Parlamento Ue: Sargentini, “in Ungheria violati i diritti fondamentali”. Dibattito in commissione Libe

(Bruxelles) “Il popolo ungherese non può contare sui diritti fondamentali che noi riteniamo acquisiti nel resto d’Europa”: Judith Sargentini, europarlamentare olandese, esprime con queste parole la propria posizione sulla situazione in Ungheria, analizzata questa mattina dalla commissione libertà civili (Libe) al Parlamento Ue. Sargentini ha l’incarico di redigere un rapporto che sarà discusso in plenaria a giugno e votato a settembre. La sua interpretazione è stata fortemente dibattuta oggi in sede di commissione.
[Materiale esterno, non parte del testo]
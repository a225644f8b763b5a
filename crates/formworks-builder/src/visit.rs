//! The shared-link visitor flow.
//!
//! A visitor opens a form through its share token (every load counts a
//! visit), fills it locally, and submits. Validation failures stay on the
//! page; only a validated value map reaches the store, and the session
//! turns terminal only after the store accepts it.

use tracing::warn;

use formworks_core::error::FormworksResult;
use formworks_core::id::ShareToken;
use formworks_document::FormDocument;
use formworks_store::FormStore;
use formworks_submit::SubmitSession;

/// Opens the form behind a share token as a fillable session.
///
/// The load increments the form's visit counter. Fails with `NotFound`
/// for an unknown token and with `CorruptDocument`/`UnknownFieldKind`
/// when the stored blob cannot be reconstructed, both page-level
/// errors.
pub async fn open_shared(
    store: &dyn FormStore,
    token: &ShareToken,
) -> FormworksResult<SubmitSession> {
    let blob = store.load_by_share_token(token).await?;
    let document = FormDocument::from_storage(&blob)?;
    Ok(SubmitSession::new(document))
}

/// Validates and persists a visitor's submission.
///
/// Local validation failure returns the recoverable error and marks the
/// failing fields on the session. A store failure leaves the session
/// filling (nothing was recorded, so the visitor may retry). Only after
/// the store accepts the submission does the session become terminal.
pub async fn submit_shared(
    store: &dyn FormStore,
    token: &ShareToken,
    session: &mut SubmitSession,
) -> FormworksResult<()> {
    let values = session.prepare_submission()?;
    if let Err(e) = store.submit(token, &values).await {
        warn!(error = %e, "persisting submission failed; session kept fillable");
        return Err(e);
    }
    session.mark_submitted();
    Ok(())
}

#[cfg(test)]
mod tests {
    use super::*;
    use formworks_core::error::FormworksError;
    use formworks_core::id::FieldId;
    use formworks_store::MemoryStore;

    async fn shared_form(store: &MemoryStore) -> ShareToken {
        let id = store.create_form("Survey", "").await.unwrap();
        let blob = concat!(
            r#"[{"id":"txt00001","kind":"TextField","attributes":"#,
            r#"{"helperText":"","label":"Your name","placeholder":"","required":true}}]"#
        );
        store.save_content(id, blob).await.unwrap();
        store.publish(id).await.unwrap();
        store.load_form(id).await.unwrap().share_token
    }

    #[tokio::test]
    async fn test_open_counts_a_visit() {
        let store = MemoryStore::new();
        let token = shared_form(&store).await;
        let session = open_shared(&store, &token).await.unwrap();
        assert_eq!(session.document().len(), 1);

        let stats = store.stats().await.unwrap();
        assert_eq!(stats.visits, 1);
    }

    #[tokio::test]
    async fn test_unknown_token_is_not_found() {
        let store = MemoryStore::new();
        let err = open_shared(&store, &ShareToken::generate())
            .await
            .unwrap_err();
        assert!(matches!(err, FormworksError::NotFound(_)));
    }

    #[tokio::test]
    async fn test_invalid_submission_stays_local() {
        let store = MemoryStore::new();
        let token = shared_form(&store).await;
        let mut session = open_shared(&store, &token).await.unwrap();

        let err = submit_shared(&store, &token, &mut session).await.unwrap_err();
        assert!(err.is_recoverable());
        assert!(!session.is_submitted());
        assert_eq!(store.stats().await.unwrap().submissions, 0);
    }

    #[tokio::test]
    async fn test_valid_submission_is_persisted_and_terminal() {
        let store = MemoryStore::new();
        let token = shared_form(&store).await;
        let mut session = open_shared(&store, &token).await.unwrap();

        session.set_value(FieldId::from("txt00001"), "Alice");
        submit_shared(&store, &token, &mut session).await.unwrap();
        assert!(session.is_submitted());
        assert_eq!(store.stats().await.unwrap().submissions, 1);
    }
}
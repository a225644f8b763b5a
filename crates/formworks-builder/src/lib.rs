//! # formworks-builder
//!
//! The glue between the synchronous core and the asynchronous
//! persistence collaborator: one [`BuilderSession`](session::BuilderSession)
//! per form-editing session (eager in-memory mutations, explicit save,
//! irreversible publish), and the visitor flow that turns a share token
//! into a fillable [`SubmitSession`](formworks_submit::SubmitSession).
//!
//! ## Modules
//!
//! - [`session`] - the editing session
//! - [`visit`] - the shared-link visitor flow

pub mod session;
pub mod visit;

pub use session::BuilderSession;
pub use visit::{open_shared, submit_shared};
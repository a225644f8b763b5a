//! Logging integration for the formworks toolkit.
//!
//! Provides helpers for configuring [`tracing`]-based logging from
//! [`Settings`](crate::settings::Settings) and for creating per-session
//! spans.

use crate::settings::Settings;

/// Sets up the global tracing subscriber based on the given settings.
///
/// The log level is read from `settings.log_level` (e.g. "debug", "info",
/// "warn", "error"). In debug mode a pretty, human-readable format is
/// used; in production a structured JSON format is used.
///
/// Installing a second subscriber is silently ignored so tests can call
/// this repeatedly.
pub fn setup_logging(settings: &Settings) {
    use tracing_subscriber::fmt;
    use tracing_subscriber::EnvFilter;

    let filter = EnvFilter::try_new(&settings.log_level).unwrap_or_else(|_| EnvFilter::new("info"));

    if settings.debug {
        fmt::Subscriber::builder()
            .with_env_filter(filter)
            .with_target(true)
            .with_file(true)
            .with_line_number(true)
            .pretty()
            .try_init()
            .ok();
    } else {
        fmt::Subscriber::builder()
            .with_env_filter(filter)
            .with_target(true)
            .json()
            .try_init()
            .ok();
    }
}

/// Creates a tracing span for one form-editing or submission session.
///
/// Attach this span around session processing so that every log entry
/// emitted while designing or submitting carries the form id.
///
/// # Examples
///
/// ```
/// use formworks_core::logging::session_span;
///
/// let span = session_span("2b1c6f0e");
/// let _guard = span.enter();
/// tracing::info!("saving layout");
/// ```
pub fn session_span(form_id: &str) -> tracing::Span {
    tracing::info_span!("session", form = form_id)
}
Addirittura si ipotizza di avviare l’art. 7 del Trattato, che può portare a sanzioni contro il governo di Budapest e anche alla negazione del diritto di voto in Consiglio. Nel progetto di rapporto, Sargentini invita lo stesso Consiglio Ue (in cui sono rappresentati i governi dei Paesi membri) “a determinare se esista in Ungheria un rischio evidente di violazione dei valori su cui si fonda l’Unione europea”. Numerosi deputati hanno affermato tale linea, diversi altri hanno invece sottolineato che il governo in carica è sostenuto da ampia parte della popolazione del Paese, come dimostrato dalle recenti elezioni.